Relatives who have extensive criminal records or pose other risks to the country can still be deported. But those with clean criminal records can be placed on a “parole in place” that stops their deportation and allows them to apply for permanent legal status while remaining in the U.S.
This is a big deal – and welcome news. It shows again that the Obama administration has authority to stop deportations.
Here’s the key passage from the DHS memo, which was released today:
For an alien who entered without inspection, a grant of parole under INA § 212(d)(5)(A) affects at least two of the eligibility requirements for adjustment of status. First, adjustment of status requires that the person be “admissible.” INA § 245(a)(2). As discussed above, parole eliminates one ground of inadmissibility, section 212(a)(6)(A)(i). Second, adjustment of status requires that the alien have been “inspected and admitted or paroled.” INA § 245(a). The grant of parole under INA §212(d)(5)(A) overcomes that obstacle as well. The alien must still, however, satisfy all the other requirements for adjustment of status. One of those requirements is that, except for immediate relatives of United States citizens and certain other individuals,13 the person has to have “maintain[ed] continuously a lawful status since entry into the United States.” INA § 245(c)(2). Parole does not erase any periods of prior unlawful status. Thus, an alien who entered without inspection will remain ineligible for adjustment, even after a grant of parole, unless he or she is an immediate relative or falls within one of the other designated exemptions.

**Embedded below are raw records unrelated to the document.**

//! Block filter: reduces a raw trace to the allow-listed blocks.
//!
//! A block opens on a line containing `Begin:` that ends with one of the
//! allow-listed names, and closes on the first later line containing `End:`
//! that ends with the same name. Begin lines seen inside an open block are
//! kept as ordinary content.

use crate::utils::config::{BEGIN_TAG, END_TAG, FILTER_ALLOW_LIST};
use log::{debug, warn};

/// Keep only the lines inside allow-listed `Begin:`/`End:` blocks.
///
/// A block that never closes keeps every remaining line.
pub fn filter_blocks<S: AsRef<str>>(lines: &[S]) -> Vec<String> {
    let mut reduced = Vec::new();
    let mut current: Option<String> = None;

    for line in lines {
        let line = line.as_ref();

        if current.is_none() {
            current = opening_block(line);
            if let Some(name) = &current {
                debug!("Filter: block <{}> opened", name);
            }
        }

        let Some(name) = &current else {
            continue;
        };

        reduced.push(line.to_string());

        if line.contains(END_TAG) && line.trim_end().ends_with(name.as_str()) {
            debug!("Filter: block <{}> closed", name);
            current = None;
        }
    }

    if let Some(name) = current {
        warn!("Block <{}> has no end marker, kept until end of input", name);
    }

    reduced
}

/// Name of the allow-listed block opened by `line`, if any
fn opening_block(line: &str) -> Option<String> {
    let start = line.find(BEGIN_TAG)?;
    let trimmed = line.trim_end();
    if !FILTER_ALLOW_LIST.iter().any(|name| trimmed.ends_with(name)) {
        return None;
    }
    let name = line[start + BEGIN_TAG.len()..].trim();
    if name.is_empty() {
        return None;
    }
    Some(name.to_string())
}

#[cfg(test)]
mod tests {
    use super::*;

    #[test]
    fn test_drops_lines_outside_blocks() {
        let lines = [
            "ncpWrite 0.1.0.0x0 0x1",
            "# Begin: PBM",
            "ncpWrite 0.2.0.0x0 0x1",
            "# End:   PBM",
            "ncpWrite 0.3.0.0x0 0x1",
        ];
        let reduced = filter_blocks(&lines);
        assert_eq!(reduced, vec!["# Begin: PBM", "ncpWrite 0.2.0.0x0 0x1", "# End:   PBM"]);
    }

    #[test]
    fn test_ignores_unlisted_blocks() {
        let lines = ["# Begin: Engines.SPP", "ncpRead 0.1.0.0x0", "# End:   Engines.SPP"];
        assert!(filter_blocks(&lines).is_empty());
    }

    #[test]
    fn test_nested_begin_is_plain_content() {
        let lines = [
            "# Begin: Engines.MME",
            "# Begin: PBM",
            "# End:   PBM",
            "# End:   Engines.MME",
            "dropped",
        ];
        assert_eq!(filter_blocks(&lines).len(), 4);
    }

    #[test]
    fn test_unterminated_block_keeps_rest() {
        let lines = ["skip", "# Begin: VirtualPipelines", "a", "b"];
        assert_eq!(filter_blocks(&lines), vec!["# Begin: VirtualPipelines", "a", "b"]);
    }

    #[test]
    fn test_decorated_nca_header_not_opened() {
        let lines = ["# Begin: Engines.NCAv3 (CPU)", "x", "# End:   Engines.NCAv3 (CPU)"];
        assert!(filter_blocks(&lines).is_empty());
    }
}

Moreover, even an alien who satisfies all the statutory prerequisites for adjustment of status additionally requires the favorable exercise of discretion.
Currently, U.S. law requires undocumented immigrants applying for such a change in status return to their “country of origin” and be hit with the infamous three or ten year bar. DHS officials are rightfully claiming that such bars put unnecessary “stress and anxiety” on troops that are protecting the nation. More from USA Today:
With the new memo issued by U.S. Citizenship and Immigration Services on Friday, spouses, children and parents of active-duty military members, reservists who may be called up as part of the “Ready Force,” and other veterans can have their deportations halted and can apply for their green cards without leaving the country.
Homeland Security spokesman Peter Boogaard said the cases would still be decided on a case-by-case basis, but said the memorandum formalizes the process to reduce the stress on the nation’s military force.
“You have a huge percentage of the force that wasn’t born in the United States…and the people they love most can be kicked out of the country. That’s been something a lot of them have worried about.”
We have to wonder if Rep. Steve King has already drafted an amendment to end this policy, like he did with DACA. And, would Speaker Boehner give him a vote on that, too?